Scheduling Techniques for Synchronous and Multidimensional Synchronous Dataflow.

by

Praveen Kumar Murthy

Doctor of Philosophy in Electrical Engineering and Computer Science University of California at Berkeley

Professor Edward A. Lee, Chair

Citation:
Memorandum No. UCB/ERL M96/79, Electronics Research Laboratory, College of Engineering, University of California, Berkeley, Ca 94720, December 10, 1996.

Abstract

In this thesis, we present various scheduling techniques for programs expressed as Synchronous Dataflow (SDF) and Multidimensional Synchronous dataflow graphs. Synchronous dataflow has proven efficient as a specification model for block-diagram based programming environments for signal processing. Two key reasons for its popularity are that a) static schedules can be constructed at compile time, thus eliminating the overhead due to dynamic scheduling, and b) it models multirate signal processing application very naturally and intuitively. The first property is particularly important in environments where code-synthesis for embedded processors is desirable, since embedded signal processing applications have rigid throughput requirements in order to meet hard- real-time constraints. Multidimensional Synchronous Dataflow (MDSDF) is an extension of SDF to multiple dimensions; in this model, applications such as image and video signal processing, which operate on multidimensional signal spaces, are more naturally modeled and specified than in SDF.

The amount of on-chip memory available on embedded processors is often severely limited. Adding off-chip memory is usually not an option because it entails a speed penalty, it increases overall system cost and size, and increases power requirements. Thus, when generating software implementations from SDF specifications for a uniprocessor, the scheduling problem of minimizing code size and buffer memory size becomes crucial. If the scheduling is not done carefully, the blowup in the size of the implementation can preclude implementation on the processor. Previous techniques have focused on scheduling to minimize code size. However, this neglected the buffer memory usage of the schedule; in this thesis, we develop techniques that jointly minimize for code size and buffer-memory size of the software implementation. We give three polynomial-time algorithms: a dynamic programming algorithm that is used as a post-optimization step, and two heuristics that use different approaches to constructing these schedules. The general problem is shown to be NP-complete, thus justifying the use of heuristics. An extensive experimental study is given to show the efficacy of all these techniques.

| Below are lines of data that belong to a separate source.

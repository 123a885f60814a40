#![allow(dead_code)]

use async_trait::async_trait;
use paygate::domain::backend::{
    OrderRequest, OrderResponse, VerifyRequest, VerifyResponse, VerifyRoute,
};
use paygate::domain::checkout::{CheckoutEvent, CheckoutMode, SessionToken};
use paygate::domain::draft::{Document, RegistrationDraft};
use paygate::domain::outcome::Destination;
use paygate::domain::ports::{CheckoutWidget, Navigator, RegistrationBackend, Stash};
use paygate::error::{BackendError, CheckoutError, Result};
use paygate::infrastructure::in_memory::InMemoryStash;
use std::collections::VecDeque;
use std::sync::atomic::{AtomicBool, Ordering};
use std::sync::{Arc, Mutex};
use tokio::sync::Notify;

/// Ordered record of side effects across fakes.
#[derive(Default, Clone)]
pub struct EventLog(Arc<Mutex<Vec<String>>>);

impl EventLog {
    pub fn push(&self, event: impl Into<String>) {
        self.0.lock().unwrap().push(event.into());
    }

    pub fn events(&self) -> Vec<String> {
        self.0.lock().unwrap().clone()
    }

    pub fn position(&self, prefix: &str) -> Option<usize> {
        self.events().iter().position(|e| e.starts_with(prefix))
    }
}

/// In-memory stash that also logs its writes.
#[derive(Clone)]
pub struct LoggedStash {
    pub inner: InMemoryStash,
    pub log: EventLog,
}

impl LoggedStash {
    pub fn new(log: EventLog) -> Self {
        Self {
            inner: InMemoryStash::new(),
            log,
        }
    }
}

#[async_trait]
impl Stash for LoggedStash {
    async fn get(&self, key: &str) -> Result<Option<String>> {
        self.inner.get(key).await
    }

    async fn set(&self, key: &str, value: &str) -> Result<()> {
        self.log.push(format!("stash.set {key}"));
        self.inner.set(key, value).await
    }

    async fn delete(&self, key: &str) -> Result<()> {
        self.log.push(format!("stash.delete {key}"));
        self.inner.delete(key).await
    }
}

/// Backend answering from queues of canned responses.
#[derive(Default)]
pub struct ScriptedBackend {
    pub log: EventLog,
    orders: Mutex<VecDeque<std::result::Result<OrderResponse, BackendError>>>,
    verifications: Mutex<VecDeque<std::result::Result<VerifyResponse, BackendError>>>,
    pub order_requests: Mutex<Vec<OrderRequest>>,
    pub verify_calls: Mutex<Vec<(VerifyRoute, VerifyRequest)>>,
    /// When set, verification waits until notified.
    pub gate: Option<Arc<Notify>>,
}

impl ScriptedBackend {
    pub fn new(log: EventLog) -> Self {
        Self {
            log,
            ..Default::default()
        }
    }

    pub fn gated(log: EventLog, gate: Arc<Notify>) -> Self {
        Self {
            log,
            gate: Some(gate),
            ..Default::default()
        }
    }

    pub fn push_order(&self, response: std::result::Result<OrderResponse, BackendError>) {
        self.orders.lock().unwrap().push_back(response);
    }

    pub fn push_verify(&self, response: std::result::Result<VerifyResponse, BackendError>) {
        self.verifications.lock().unwrap().push_back(response);
    }

    pub fn order_count(&self) -> usize {
        self.order_requests.lock().unwrap().len()
    }

    pub fn verify_routes(&self) -> Vec<VerifyRoute> {
        self.verify_calls
            .lock()
            .unwrap()
            .iter()
            .map(|(route, _)| *route)
            .collect()
    }

    pub fn last_verify_request(&self) -> Option<VerifyRequest> {
        self.verify_calls
            .lock()
            .unwrap()
            .last()
            .map(|(_, request)| request.clone())
    }
}

#[async_trait]
impl RegistrationBackend for ScriptedBackend {
    async fn create_order(
        &self,
        request: OrderRequest,
    ) -> std::result::Result<OrderResponse, BackendError> {
        self.log.push("backend.create_order");
        self.order_requests.lock().unwrap().push(request);
        self.orders
            .lock()
            .unwrap()
            .pop_front()
            .unwrap_or_else(|| Err(BackendError::Transport("no scripted order".to_string())))
    }

    async fn verify(
        &self,
        route: VerifyRoute,
        request: VerifyRequest,
    ) -> std::result::Result<VerifyResponse, BackendError> {
        self.log.push("backend.verify");
        self.verify_calls.lock().unwrap().push((route, request));
        if let Some(gate) = &self.gate {
            gate.notified().await;
        }
        self.verifications
            .lock()
            .unwrap()
            .pop_front()
            .unwrap_or_else(|| Err(BackendError::Transport("no scripted verification".to_string())))
    }
}

/// Checkout widget with configurable load and checkout results.
pub struct FakeWidget {
    pub log: EventLog,
    loaded: AtomicBool,
    pub fail_load: bool,
    pub event: CheckoutEvent,
}

impl FakeWidget {
    pub fn new(log: EventLog, loaded: bool) -> Self {
        Self {
            log,
            loaded: AtomicBool::new(loaded),
            fail_load: false,
            event: CheckoutEvent::Redirected {
                checkout_url: "https://gateway.example/checkout".to_string(),
            },
        }
    }

    pub fn load_count(&self) -> usize {
        self.log
            .events()
            .iter()
            .filter(|e| e.as_str() == "widget.load")
            .count()
    }
}

#[async_trait]
impl CheckoutWidget for FakeWidget {
    fn is_loaded(&self) -> bool {
        self.loaded.load(Ordering::SeqCst)
    }

    async fn load(&self) -> Result<()> {
        self.log.push("widget.load");
        if self.fail_load {
            return Err(CheckoutError::GatewayLoad("script blocked".to_string()));
        }
        self.loaded.store(true, Ordering::SeqCst);
        Ok(())
    }

    async fn checkout(&self, token: &SessionToken, mode: CheckoutMode) -> Result<CheckoutEvent> {
        self.log.push(format!("widget.checkout {token} {mode:?}"));
        Ok(self.event.clone())
    }
}

#[derive(Default)]
pub struct RecordingNavigator {
    visits: Mutex<Vec<Destination>>,
}

impl RecordingNavigator {
    pub fn visits(&self) -> Vec<Destination> {
        self.visits.lock().unwrap().clone()
    }
}

impl Navigator for RecordingNavigator {
    fn navigate(&self, destination: Destination) {
        self.visits.lock().unwrap().push(destination);
    }
}

pub fn complete_draft() -> RegistrationDraft {
    RegistrationDraft {
        full_name: "Asha Rao".to_string(),
        email: "asha@example.com".to_string(),
        phone: "9876543210".to_string(),
        password: "s3cret".to_string(),
        category: "Real Estate Agent".to_string(),
        documents: vec![Document::new(
            "licence.pdf",
            "application/pdf",
            b"%PDF-1.7".to_vec(),
        )],
        voter_id: Some(Document::new("voter.png", "image/png", vec![0x89, 0x50, 0x4e, 0x47])),
        extra: Default::default(),
    }
}

pub fn order(temp_id: &str, order_id: &str, session: &str) -> OrderResponse {
    OrderResponse {
        temp_id: Some(temp_id.to_string()),
        order_id: Some(order_id.to_string()),
        payment_session_id: Some(session.to_string()),
    }
}

pub fn verified(existing: bool) -> VerifyResponse {
    VerifyResponse {
        success: true,
        existing,
        error: None,
        subject_id: Some("42".to_string()),
        email: Some("asha@example.com".to_string()),
        name: Some("Asha Rao".to_string()),
        ..Default::default()
    }
}

pub fn refused(message: &str) -> VerifyResponse {
    VerifyResponse {
        success: false,
        error: Some(message.to_string()),
        ..Default::default()
    }
}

We extend these scheduling results to MDSDF specifications. We then tackle a problem of a different type. A multidimensional signal can be sampled in many different ways. A straightforward extension of one-dimensional sampling results in the so-called rectangular sampling structure, where the samples lie on a rectangular grid. However, a more general sampling structure is a geometrical lattice; sampling lattices that are not rectangular can have many advantages in certain applications. For example, a signal sampled on a non-rectangular lattice can have a lower sampling density than one sampled on an equivalent rectangular lattice. For real-time processing of multidimensional signals, a lower sampling density means fewer samples to process in a given time interval. The standard MDSDF model suffers from the inability to model multidimensional systems sampled on arbitrary sampling lattices; hence, we give an extension of MDSDF that is capable of modeling such systems. The model we give preserves the property of static, compile-time schedulability. However, constructing such schedules requires the solution to some challenging problems. In particular, we show that an augmented set of balance equations have to be solved simultaneously in the extended model. The additional equations are quite different from the usual balance equations in SDF and MDSDF; they involve computing so-called "integer volumes" of parallelepipeds. This computation turns out to be an interesting number-theoretic problem, and we present several approaches for solving it. Finally, we present a practical example of a video sampling structure conversion system to show the usefulness of the generalized MDSDF model.